Reference: pyspark.sql.Column documentation
Let's say I have a rather large dataset in the following form:
data = sc.parallelize([('Foo',41,'US',3),
('Foo',39,'UK',1),
('Bar',57,'CA',2),
('Bar',72,'CA',2),
('Baz',22,'US',6),
('Baz',36,'US',6)])
What I would like to do is remove duplicate rows based on the values of the first,third and fourth columns only.
Removing entirely duplicate rows is straightforward:
data = data.distinct()
and either row 5 or row 6 will be removed
But how do I only remove duplicate rows based on columns 1, 3 and 4 only? i.e. remove either one one of these:
('Baz',22,'US',6)
('Baz',36,'US',6)
In Python, this could be done by specifying columns with .drop_duplicates(). How can I achieve the same in Spark/Pyspark?
Pyspark does include a dropDuplicates() method, which was introduced in 1.4. https://spark.apache.org/docs/3.1.2/api/python/reference/api/pyspark.sql.DataFrame.dropDuplicates.html
>>> from pyspark.sql import Row
>>> df = sc.parallelize([ \
... Row(name='Alice', age=5, height=80), \
... Row(name='Alice', age=5, height=80), \
... Row(name='Alice', age=10, height=80)]).toDF()
>>> df.dropDuplicates().show()
+---+------+-----+
|age|height| name|
+---+------+-----+
| 5| 80|Alice|
| 10| 80|Alice|
+---+------+-----+
>>> df.dropDuplicates(['name', 'height']).show()
+---+------+-----+
|age|height| name|
+---+------+-----+
| 5| 80|Alice|
+---+------+-----+
From your question, it is unclear as-to which columns you want to use to determine duplicates. The general idea behind the solution is to create a key based on the values of the columns that identify duplicates. Then, you can use the reduceByKey or reduce operations to eliminate duplicates.
Here is some code to get you started:
def get_key(x):
return "{0}{1}{2}".format(x[0],x[2],x[3])
m = data.map(lambda x: (get_key(x),x))
Now, you have a key-value RDD that is keyed by columns 1,3 and 4.
The next step would be either a reduceByKey or groupByKey and filter.
This would eliminate duplicates.
r = m.reduceByKey(lambda x,y: (x))
I know you already accepted the other answer, but if you want to do this as a
DataFrame, just use groupBy and agg.

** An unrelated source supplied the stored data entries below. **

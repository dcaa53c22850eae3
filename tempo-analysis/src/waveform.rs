//! Decoded audio handed to the detector
//!
//! Decoding lives outside this crate; anything that can produce mono
//! samples at a requested rate implements [`AudioSource`].

use std::convert::Infallible;

/// Mono audio samples (f32, normalized to -1.0 to 1.0)
#[derive(Debug, Clone, PartialEq)]
pub struct Waveform {
    pub samples: Vec<f32>,
    /// Sample rate in Hz
    pub sample_rate: u32,
}

impl Waveform {
    pub fn new(samples: Vec<f32>, sample_rate: u32) -> Self {
        Self {
            samples,
            sample_rate,
        }
    }

    /// Duration in seconds
    pub fn duration_secs(&self) -> f64 {
        if self.sample_rate == 0 {
            return 0.0;
        }
        self.samples.len() as f64 / self.sample_rate as f64
    }
}

/// Provider of decoded mono audio
///
/// Called at most once per detector. Errors are surfaced to the caller
/// unchanged.
pub trait AudioSource {
    type Error;

    /// Produce mono samples at `sample_rate`
    fn load(&mut self, sample_rate: u32) -> Result<Waveform, Self::Error>;
}

/// An in-memory waveform is its own source
///
/// The waveform is taken as is; callers are responsible for matching the
/// detector's sample rate.
impl AudioSource for Waveform {
    type Error = Infallible;

    fn load(&mut self, sample_rate: u32) -> Result<Waveform, Infallible> {
        if self.sample_rate != sample_rate {
            tracing::warn!(
                "Waveform at {} Hz analysed as {} Hz",
                self.sample_rate,
                sample_rate
            );
        }
        Ok(Waveform::new(
            std::mem::take(&mut self.samples),
            self.sample_rate,
        ))
    }
}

Assuming you had a DF already created (with columns named "col1", "col2", etc) you could do:
myDF.groupBy($"col1", $"col3", $"col4").agg($"col1", max($"col2"), $"col3", $"col4")
Note that in this case, I chose the Max of col2, but you could do avg, min, etc.
Agree with David. To add on, it may not be the case that we want to groupBy all columns other than the column(s) in aggregate function i.e, if we want to remove duplicates purely based on a subset of columns and retain all columns in the original dataframe. So the better way to do this could be using dropDuplicates Dataframe api available in Spark 1.4.0
For reference, see: https://spark.apache.org/docs/1.4.0/api/scala/index.html#org.apache.spark.sql.DataFrame
I used inbuilt function dropDuplicates(). Scala code given below
val data = sc.parallelize(List(("Foo",41,"US",3),
("Foo",39,"UK",1),
("Bar",57,"CA",2),
("Bar",72,"CA",2),
("Baz",22,"US",6),
("Baz",36,"US",6))).toDF("x","y","z","count")
data.dropDuplicates(Array("x","count")).show()
Output :
+---+---+---+-----+
| x| y| z|count|
+---+---+---+-----+
|Baz| 22| US| 6|
|Foo| 39| UK| 1|
|Foo| 41| US| 3|
|Bar| 57| CA| 2|
+---+---+---+-----+
The below programme will help you drop duplicates on whole , or if you want to drop duplicates based on certain columns , you can even do that:
import org.apache.spark.sql.SparkSession
object DropDuplicates {
def main(args: Array[String]) {
val spark =
SparkSession.builder()
.appName("DataFrame-DropDuplicates")
.master("local[4]")
.getOrCreate()
import spark.implicits._
// create an RDD of tuples with some data
val custs = Seq(
(1, "Widget Co", 120000.00, 0.00, "AZ"),
(2, "Acme Widgets", 410500.00, 500.00, "CA"),
(3, "Widgetry", 410500.00, 200.00, "CA"),
(4, "Widgets R Us", 410500.00, 0.0, "CA"),
(3, "Widgetry", 410500.00, 200.00, "CA"),
(5, "Ye Olde Widgete", 500.00, 0.0, "MA"),
(6, "Widget Co", 12000.00, 10.00, "AZ")
)
val customerRows = spark.sparkContext.parallelize(custs, 4)
// convert RDD of tuples to DataFrame by supplying column names
val customerDF = customerRows.toDF("id", "name", "sales", "discount", "state")
println("*** Here's the whole DataFrame with duplicates")
customerDF.printSchema()
customerDF.show()
// drop fully identical rows
val withoutDuplicates = customerDF.dropDuplicates()
println("*** Now without duplicates")
withoutDuplicates.show()
val withoutPartials = customerDF.dropDuplicates(Seq("name", "state"))
println("*** Now without partial duplicates too")
withoutPartials.show()
}
}
This is my Df contain 4 is repeated twice so here will remove repeated values.
scala> df.show
+-----+
|value|
+-----+
| 1|
| 4|
| 3|
| 5|
| 4|
| 18|
+-----+
scala> val newdf=df.dropDuplicates
scala> newdf.show
+-----+
|value|
+-----+
| 1|
| 3|
| 5|
| 4|
| 18|
+-----+